BRIEF: Please give the number of lines in the records below that include "body", with no other output.

DATA TO EXAMINE:
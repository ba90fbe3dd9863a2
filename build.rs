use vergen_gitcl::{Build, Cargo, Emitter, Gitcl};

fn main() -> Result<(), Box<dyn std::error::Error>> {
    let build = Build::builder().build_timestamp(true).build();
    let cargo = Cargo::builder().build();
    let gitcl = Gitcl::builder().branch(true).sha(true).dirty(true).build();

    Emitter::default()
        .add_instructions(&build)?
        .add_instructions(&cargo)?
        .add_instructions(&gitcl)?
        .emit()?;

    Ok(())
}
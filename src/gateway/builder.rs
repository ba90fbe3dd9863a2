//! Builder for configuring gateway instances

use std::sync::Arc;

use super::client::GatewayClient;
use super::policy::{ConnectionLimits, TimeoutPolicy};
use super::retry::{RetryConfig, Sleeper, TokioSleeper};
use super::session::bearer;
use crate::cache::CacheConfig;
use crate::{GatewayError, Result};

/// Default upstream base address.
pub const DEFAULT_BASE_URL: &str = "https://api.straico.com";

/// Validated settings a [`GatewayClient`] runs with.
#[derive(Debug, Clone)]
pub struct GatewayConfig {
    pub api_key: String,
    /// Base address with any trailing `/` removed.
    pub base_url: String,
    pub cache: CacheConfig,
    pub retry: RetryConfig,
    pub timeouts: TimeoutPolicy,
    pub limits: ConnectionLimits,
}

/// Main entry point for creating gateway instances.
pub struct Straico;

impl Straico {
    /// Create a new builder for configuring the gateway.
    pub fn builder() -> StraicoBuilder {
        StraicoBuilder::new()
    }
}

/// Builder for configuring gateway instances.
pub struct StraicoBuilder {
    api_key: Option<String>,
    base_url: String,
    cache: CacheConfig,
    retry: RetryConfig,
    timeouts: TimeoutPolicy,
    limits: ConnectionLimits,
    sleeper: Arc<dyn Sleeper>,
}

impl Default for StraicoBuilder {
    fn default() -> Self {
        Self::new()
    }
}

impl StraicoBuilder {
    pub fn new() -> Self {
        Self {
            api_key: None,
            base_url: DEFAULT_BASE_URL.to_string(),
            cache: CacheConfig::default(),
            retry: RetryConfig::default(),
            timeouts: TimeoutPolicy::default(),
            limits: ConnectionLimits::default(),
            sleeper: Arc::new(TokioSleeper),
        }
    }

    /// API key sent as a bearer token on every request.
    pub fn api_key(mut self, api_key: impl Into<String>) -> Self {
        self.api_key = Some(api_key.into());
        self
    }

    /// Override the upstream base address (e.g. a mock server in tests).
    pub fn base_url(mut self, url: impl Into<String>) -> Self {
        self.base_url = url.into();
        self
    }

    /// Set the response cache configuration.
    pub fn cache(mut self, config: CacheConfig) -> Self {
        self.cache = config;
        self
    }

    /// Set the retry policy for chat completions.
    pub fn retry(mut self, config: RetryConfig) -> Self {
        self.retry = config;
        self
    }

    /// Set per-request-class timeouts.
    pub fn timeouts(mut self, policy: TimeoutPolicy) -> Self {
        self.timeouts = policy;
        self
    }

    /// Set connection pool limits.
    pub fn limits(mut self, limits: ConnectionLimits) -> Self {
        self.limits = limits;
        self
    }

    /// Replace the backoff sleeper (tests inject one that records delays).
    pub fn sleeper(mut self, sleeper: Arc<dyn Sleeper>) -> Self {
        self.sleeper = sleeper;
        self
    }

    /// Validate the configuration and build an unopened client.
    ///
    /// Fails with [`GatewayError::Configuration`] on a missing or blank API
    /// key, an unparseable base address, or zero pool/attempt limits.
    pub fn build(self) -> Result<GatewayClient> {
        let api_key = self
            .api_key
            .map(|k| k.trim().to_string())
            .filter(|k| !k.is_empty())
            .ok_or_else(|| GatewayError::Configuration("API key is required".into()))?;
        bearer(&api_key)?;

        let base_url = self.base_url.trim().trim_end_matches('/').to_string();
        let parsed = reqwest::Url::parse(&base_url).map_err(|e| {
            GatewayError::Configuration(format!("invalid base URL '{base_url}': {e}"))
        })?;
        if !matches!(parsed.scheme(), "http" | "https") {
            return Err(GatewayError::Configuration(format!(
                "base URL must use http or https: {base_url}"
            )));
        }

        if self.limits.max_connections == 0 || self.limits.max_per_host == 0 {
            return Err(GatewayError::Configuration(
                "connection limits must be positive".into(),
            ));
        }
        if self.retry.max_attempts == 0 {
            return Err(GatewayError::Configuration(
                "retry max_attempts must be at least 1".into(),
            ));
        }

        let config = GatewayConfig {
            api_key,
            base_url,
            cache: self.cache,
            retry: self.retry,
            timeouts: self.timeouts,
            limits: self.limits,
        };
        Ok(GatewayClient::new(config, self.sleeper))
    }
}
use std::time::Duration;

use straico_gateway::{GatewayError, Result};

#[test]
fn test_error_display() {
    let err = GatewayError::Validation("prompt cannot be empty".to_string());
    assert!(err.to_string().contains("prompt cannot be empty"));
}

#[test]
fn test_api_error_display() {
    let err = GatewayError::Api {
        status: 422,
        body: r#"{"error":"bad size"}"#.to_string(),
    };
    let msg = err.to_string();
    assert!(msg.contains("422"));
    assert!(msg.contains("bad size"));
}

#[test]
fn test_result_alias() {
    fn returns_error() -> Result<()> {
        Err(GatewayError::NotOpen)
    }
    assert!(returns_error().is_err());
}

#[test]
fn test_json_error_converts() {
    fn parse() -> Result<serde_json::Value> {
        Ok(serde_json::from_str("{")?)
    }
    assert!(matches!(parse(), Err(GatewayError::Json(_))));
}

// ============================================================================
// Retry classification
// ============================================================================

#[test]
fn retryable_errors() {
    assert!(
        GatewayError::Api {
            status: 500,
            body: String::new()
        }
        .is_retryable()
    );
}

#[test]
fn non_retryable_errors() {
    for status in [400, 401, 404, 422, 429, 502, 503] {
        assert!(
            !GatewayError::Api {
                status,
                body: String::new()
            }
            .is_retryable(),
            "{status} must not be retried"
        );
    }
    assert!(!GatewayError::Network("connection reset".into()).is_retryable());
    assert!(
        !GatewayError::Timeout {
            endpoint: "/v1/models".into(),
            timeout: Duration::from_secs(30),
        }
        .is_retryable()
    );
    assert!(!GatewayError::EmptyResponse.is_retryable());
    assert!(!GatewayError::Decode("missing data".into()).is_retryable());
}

RESPONSE AREA: 3